## Task prompt
Every entry needs to be given again exactly as it reads.

= Beginning of Section =

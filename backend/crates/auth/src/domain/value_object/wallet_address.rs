//! Wallet Address Value Object
//!
//! An Ethereum account address, stored and compared in lowercase.
//!
//! Accepted input: 40 hex digits, optionally `0x`-prefixed. All-lowercase and
//! all-uppercase forms are taken as-is; mixed case must be a valid EIP-55
//! checksum.

use std::fmt;

use alloy::primitives::Address;
use serde::Serialize;

use crate::error::{AuthError, AuthResult};

const ADDRESS_HEX_LEN: usize = 40;

/// Lowercased `0x`-prefixed address
#[derive(Debug, Clone, PartialEq, Eq, Hash, Serialize)]
#[serde(transparent)]
pub struct WalletAddress(String);

impl WalletAddress {
    /// Validate and normalize user input
    pub fn parse(input: &str) -> AuthResult<Self> {
        let input = input.trim();
        let hex_part = input.strip_prefix("0x").unwrap_or(input);

        if hex_part.len() != ADDRESS_HEX_LEN || !hex_part.chars().all(|c| c.is_ascii_hexdigit()) {
            return Err(AuthError::InvalidAddress);
        }

        let has_lower = hex_part.chars().any(|c| c.is_ascii_lowercase());
        let has_upper = hex_part.chars().any(|c| c.is_ascii_uppercase());

        if has_lower && has_upper {
            let prefixed = format!("0x{hex_part}");
            Address::parse_checksummed(&prefixed, None).map_err(|_| AuthError::InvalidAddress)?;
        }

        Ok(Self(format!("0x{}", hex_part.to_ascii_lowercase())))
    }

    /// Restore from a trusted database value
    pub fn from_db(value: String) -> Self {
        Self(value.to_ascii_lowercase())
    }

    pub fn as_str(&self) -> &str {
        &self.0
    }

    pub fn into_inner(self) -> String {
        self.0
    }
}

impl From<Address> for WalletAddress {
    fn from(address: Address) -> Self {
        Self(format!("0x{}", alloy::hex::encode(address.as_slice())))
    }
}

impl fmt::Display for WalletAddress {
    fn fmt(&self, f: &mut fmt::Formatter<'_>) -> fmt::Result {
        f.write_str(&self.0)
    }
}

#[cfg(test)]
mod tests {
    use super::*;

    // EIP-55 reference vector
    const CHECKSUMMED: &str = "0x5aAeb6053F3E94C9b9A09f33669435E7Ef1BeAed";

    #[test]
    fn test_parse_lowercases() {
        let address = WalletAddress::parse(CHECKSUMMED).unwrap();
        assert_eq!(address.as_str(), "0x5aaeb6053f3e94c9b9a09f33669435e7ef1beaed");
    }

    #[test]
    fn test_parse_single_case_and_unprefixed() {
        let lower = WalletAddress::parse("0x5aaeb6053f3e94c9b9a09f33669435e7ef1beaed").unwrap();
        let upper = WalletAddress::parse("0x5AAEB6053F3E94C9B9A09F33669435E7EF1BEAED").unwrap();
        let bare = WalletAddress::parse("5aaeb6053f3e94c9b9a09f33669435e7ef1beaed").unwrap();
        assert_eq!(lower, upper);
        assert_eq!(lower, bare);
    }

    #[test]
    fn test_parse_rejects_bad_checksum() {
        // Last character case flipped
        let result = WalletAddress::parse("0x5aAeb6053F3E94C9b9A09f33669435E7Ef1BeAeD");
        assert!(matches!(result, Err(AuthError::InvalidAddress)));
    }

    #[test]
    fn test_parse_rejects_malformed() {
        for input in [
            "",
            "0x",
            "0x1234",
            "0xZZaeb6053f3e94c9b9a09f33669435e7ef1beaed",
            "0x5aaeb6053f3e94c9b9a09f33669435e7ef1beaed00",
            "not-an-address",
        ] {
            assert!(
                matches!(WalletAddress::parse(input), Err(AuthError::InvalidAddress)),
                "accepted {input:?}"
            );
        }
    }

    #[test]
    fn test_from_alloy_address() {
        let address: Address = CHECKSUMMED.parse().unwrap();
        assert_eq!(
            WalletAddress::from(address),
            WalletAddress::parse(CHECKSUMMED).unwrap()
        );
    }
}
//! API DTOs (Data Transfer Objects)

use chrono::{DateTime, Utc};
use serde::{Deserialize, Serialize};

use crate::domain::entities::{Transaction, TransactionKind};

/// Query string of `GET /api/transactions`
#[derive(Debug, Clone, Default, Deserialize)]
pub struct ListTransactionsQuery {
    pub limit: Option<i64>,
}

/// One indexed transaction
#[derive(Debug, Clone, Serialize)]
#[serde(rename_all = "camelCase")]
pub struct TransactionResponse {
    #[serde(rename = "type")]
    pub tx_type: TransactionKind,
    pub user_address: String,
    pub token_address: String,
    pub amount: String,
    #[serde(skip_serializing_if = "Option::is_none")]
    pub stake_id: Option<String>,
    #[serde(skip_serializing_if = "Option::is_none")]
    pub duration: Option<String>,
    #[serde(skip_serializing_if = "Option::is_none")]
    pub early: Option<bool>,
    #[serde(skip_serializing_if = "Option::is_none")]
    pub message_id: Option<String>,
    #[serde(skip_serializing_if = "Option::is_none")]
    pub destination_chain_selector: Option<String>,
    #[serde(skip_serializing_if = "Option::is_none")]
    pub native_token: Option<String>,
    #[serde(skip_serializing_if = "Option::is_none")]
    pub native_fee: Option<String>,
    pub tx_hash: String,
    pub block_number: i64,
    pub created_at: DateTime<Utc>,
}

impl From<Transaction> for TransactionResponse {
    fn from(tx: Transaction) -> Self {
        let record = tx.record;
        Self {
            tx_type: record.tx_type,
            user_address: record.user_address,
            token_address: record.token_address,
            amount: record.amount,
            stake_id: record.stake_id,
            duration: record.duration,
            early: record.early,
            message_id: record.message_id,
            destination_chain_selector: record.destination_chain_selector,
            native_token: record.native_token,
            native_fee: record.native_fee,
            tx_hash: record.tx_hash,
            block_number: record.block_number,
            created_at: tx.created_at,
        }
    }
}

/// Transactions list response
#[derive(Debug, Clone, Serialize)]
pub struct TransactionsResponse {
    pub transactions: Vec<TransactionResponse>,
}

= End of Section =

## Exercise result
filename backend/crates/auth/src/domain/value_object/wallet_address.rs
//! Wallet Address Value Object
//!
//! An Ethereum account address, stored and compared in lowercase.
//!
//! Accepted input: 40 hex digits, optionally `0x`-prefixed. All-lowercase and
//! all-uppercase forms are taken as-is; mixed case must be a valid EIP-55
//! checksum.

use std::fmt;

use alloy::primitives::Address;
use serde::Serialize;

use crate::error::{AuthError, AuthResult};

const ADDRESS_HEX_LEN: usize = 40;

/// Lowercased `0x`-prefixed address
#[derive(Debug, Clone, PartialEq, Eq, Hash, Serialize)]
#[serde(transparent)]
pub struct WalletAddress(String);

impl WalletAddress {
    /// Validate and normalize user input
    pub fn parse(input: &str) -> AuthResult<Self> {
        let input = input.trim();
        let hex_part = input.strip_prefix("0x").unwrap_or(input);

        if hex_part.len() != ADDRESS_HEX_LEN || !hex_part.chars().all(|c| c.is_ascii_hexdigit()) {
            return Err(AuthError::InvalidAddress);
        }

        let has_lower = hex_part.chars().any(|c| c.is_ascii_lowercase());
        let has_upper = hex_part.chars().any(|c| c.is_ascii_uppercase());

        if has_lower && has_upper {
            let prefixed = format!("0x{hex_part}");
            Address::parse_checksummed(&prefixed, None).map_err(|_| AuthError::InvalidAddress)?;
        }

        Ok(Self(format!("0x{}", hex_part.to_ascii_lowercase())))
    }

    /// Restore from a trusted database value
    pub fn from_db(value: String) -> Self {
        Self(value.to_ascii_lowercase())
    }

    pub fn as_str(&self) -> &str {
        &self.0
    }

    pub fn into_inner(self) -> String {
        self.0
    }
}

impl From<Address> for WalletAddress {
    fn from(address: Address) -> Self {
        Self(format!("0x{}", alloy::hex::encode(address.as_slice())))
    }
}

impl fmt::Display for WalletAddress {
    fn fmt(&self, f: &mut fmt::Formatter<'_>) -> fmt::Result {
        f.write_str(&self.0)
    }
}

#[cfg(test)]
mod tests {
    use super::*;

    // EIP-55 reference vector
    const CHECKSUMMED: &str = "0x5aAeb6053F3E94C9b9A09f33669435E7Ef1BeAed";

    #[test]
    fn test_parse_lowercases() {
        let address = WalletAddress::parse(CHECKSUMMED).unwrap();
        assert_eq!(address.as_str(), "0x5aaeb6053f3e94c9b9a09f33669435e7ef1beaed");
    }

    #[test]
    fn test_parse_single_case_and_unprefixed() {
        let lower = WalletAddress::parse("0x5aaeb6053f3e94c9b9a09f33669435e7ef1beaed").unwrap();
        let upper = WalletAddress::parse("0x5AAEB6053F3E94C9B9A09F33669435E7EF1BEAED").unwrap();
        let bare = WalletAddress::parse("5aaeb6053f3e94c9b9a09f33669435e7ef1beaed").unwrap();
        assert_eq!(lower, upper);
        assert_eq!(lower, bare);
    }

    #[test]
    fn test_parse_rejects_bad_checksum() {
        // Last character case flipped
        let result = WalletAddress::parse("0x5aAeb6053F3E94C9b9A09f33669435E7Ef1BeAeD");
        assert!(matches!(result, Err(AuthError::InvalidAddress)));
    }

    #[test]
    fn test_parse_rejects_malformed() {
        for input in [
            "",
            "0x",
            "0x1234",
            "0xZZaeb6053f3e94c9b9a09f33669435e7ef1beaed",
            "0x5aaeb6053f3e94c9b9a09f33669435e7ef1beaed00",
            "not-an-address",
        ] {
            assert!(
                matches!(WalletAddress::parse(input), Err(AuthError::InvalidAddress)),
                "accepted {input:?}"
            );
        }
    }

    #[test]
    fn test_from_alloy_address() {
        let address: Address = CHECKSUMMED.parse().unwrap();
        assert_eq!(
            WalletAddress::from(address),
            WalletAddress::parse(CHECKSUMMED).unwrap()
        );
    }
}
//! API DTOs (Data Transfer Objects)

use chrono::{DateTime, Utc};
use serde::{Deserialize, Serialize};

use crate::domain::entities::{Transaction, TransactionKind};

/// Query string of `GET /api/transactions`
#[derive(Debug, Clone, Default, Deserialize)]
pub struct ListTransactionsQuery {
    pub limit: Option<i64>,
}

/// One indexed transaction
#[derive(Debug, Clone, Serialize)]
#[serde(rename_all = "camelCase")]
pub struct TransactionResponse {
    #[serde(rename = "type")]
    pub tx_type: TransactionKind,
    pub user_address: String,
    pub token_address: String,
    pub amount: String,
    #[serde(skip_serializing_if = "Option::is_none")]
    pub stake_id: Option<String>,
    #[serde(skip_serializing_if = "Option::is_none")]
    pub duration: Option<String>,
    #[serde(skip_serializing_if = "Option::is_none")]
    pub early: Option<bool>,
    #[serde(skip_serializing_if = "Option::is_none")]
    pub message_id: Option<String>,
    #[serde(skip_serializing_if = "Option::is_none")]
    pub destination_chain_selector: Option<String>,
    #[serde(skip_serializing_if = "Option::is_none")]
    pub native_token: Option<String>,
    #[serde(skip_serializing_if = "Option::is_none")]
    pub native_fee: Option<String>,
    pub tx_hash: String,
    pub block_number: i64,
    pub created_at: DateTime<Utc>,
}

impl From<Transaction> for TransactionResponse {
    fn from(tx: Transaction) -> Self {
        let record = tx.record;
        Self {
            tx_type: record.tx_type,
            user_address: record.user_address,
            token_address: record.token_address,
            amount: record.amount,
            stake_id: record.stake_id,
            duration: record.duration,
            early: record.early,
            message_id: record.message_id,
            destination_chain_selector: record.destination_chain_selector,
            native_token: record.native_token,
            native_fee: record.native_fee,
            tx_hash: record.tx_hash,
            block_number: record.block_number,
            created_at: tx.created_at,
        }
    }
}

/// Transactions list response
#[derive(Debug, Clone, Serialize)]
pub struct TransactionsResponse {
    pub transactions: Vec<TransactionResponse>,
}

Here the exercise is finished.